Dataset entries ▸
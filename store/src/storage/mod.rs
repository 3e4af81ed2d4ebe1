pub mod engine;
pub mod log;
pub mod log_store;
pub mod memory;

use std::path::Path;

use serde_derive::{Deserialize, Serialize};

use crate::error::CResult;

const CURRENT_POINTER: &str = "CURRENT";
const DEFAULT_STORE_DIR: &str = "store";

/// Name (relative to the replica data directory) of the live store
/// directory. Builds that complete on a side store repoint this.
pub fn read_current_store_dir(data_dir: &Path) -> String {
    match std::fs::read_to_string(data_dir.join(CURRENT_POINTER)) {
        Ok(name) => {
            let name = name.trim();
            if name.is_empty() {
                DEFAULT_STORE_DIR.to_string()
            } else {
                name.to_string()
            }
        }
        Err(_) => DEFAULT_STORE_DIR.to_string(),
    }
}

/// Atomically repoints the live store directory.
pub fn write_current_store_dir(data_dir: &Path, name: &str) -> CResult<()> {
    std::fs::create_dir_all(data_dir)?;
    let tmp = data_dir.join(format!("{}.tmp", CURRENT_POINTER));
    std::fs::write(&tmp, name)?;
    std::fs::rename(&tmp, data_dir.join(CURRENT_POINTER))?;
    Ok(())
}

/// An immutable, ordered point-in-time view of the engine contents.
/// Cloning is O(1) thanks to structural sharing, which is what makes
/// snapshot-isolated reads and long copy enumerations cheap.
pub type SnapshotMap = im::OrdMap<Vec<u8>, Vec<u8>>;

/// Engine status, reported for diagnostics.
#[derive(Clone, Debug, PartialEq, Serialize, Deserialize)]
pub struct Status {
    /// The name of the storage engine.
    pub name: String,

    /// The number of live keys in the engine.
    pub keys: u64,

    /// The logical size of live key/value pairs.
    pub size: u64,

    /// The on-disk size of all data, live and garbage.
    pub total_disk_size: u64,

    /// The on-disk size of live data.
    pub live_disk_size: u64,

    /// The on-disk size of garbage data.
    pub garbage_disk_size: u64,
}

Work to be completed ▸ Each record above should be retyped in full, exactly as shown.

Completed exercise ▸
filename store/src/storage/mod.rs
repository 3e4af81ed2d4ebe1
pub mod engine;
pub mod log;
pub mod log_store;
pub mod memory;

use std::path::Path;

use serde_derive::{Deserialize, Serialize};

use crate::error::CResult;

const CURRENT_POINTER: &str = "CURRENT";
const DEFAULT_STORE_DIR: &str = "store";

/// Name (relative to the replica data directory) of the live store
/// directory. Builds that complete on a side store repoint this.
pub fn read_current_store_dir(data_dir: &Path) -> String {
    match std::fs::read_to_string(data_dir.join(CURRENT_POINTER)) {
        Ok(name) => {
            let name = name.trim();
            if name.is_empty() {
                DEFAULT_STORE_DIR.to_string()
            } else {
                name.to_string()
            }
        }
        Err(_) => DEFAULT_STORE_DIR.to_string(),
    }
}

/// Atomically repoints the live store directory.
pub fn write_current_store_dir(data_dir: &Path, name: &str) -> CResult<()> {
    std::fs::create_dir_all(data_dir)?;
    let tmp = data_dir.join(format!("{}.tmp", CURRENT_POINTER));
    std::fs::write(&tmp, name)?;
    std::fs::rename(&tmp, data_dir.join(CURRENT_POINTER))?;
    Ok(())
}

/// An immutable, ordered point-in-time view of the engine contents.
/// Cloning is O(1) thanks to structural sharing, which is what makes
/// snapshot-isolated reads and long copy enumerations cheap.
pub type SnapshotMap = im::OrdMap<Vec<u8>, Vec<u8>>;

/// Engine status, reported for diagnostics.
#[derive(Clone, Debug, PartialEq, Serialize, Deserialize)]
pub struct Status {
    /// The name of the storage engine.
    pub name: String,

    /// The number of live keys in the engine.
    pub keys: u64,

    /// The logical size of live key/value pairs.
    pub size: u64,

    /// The on-disk size of all data, live and garbage.
    pub total_disk_size: u64,

    /// The on-disk size of live data.
    pub live_disk_size: u64,

    /// The on-disk size of garbage data.
    pub garbage_disk_size: u64,
}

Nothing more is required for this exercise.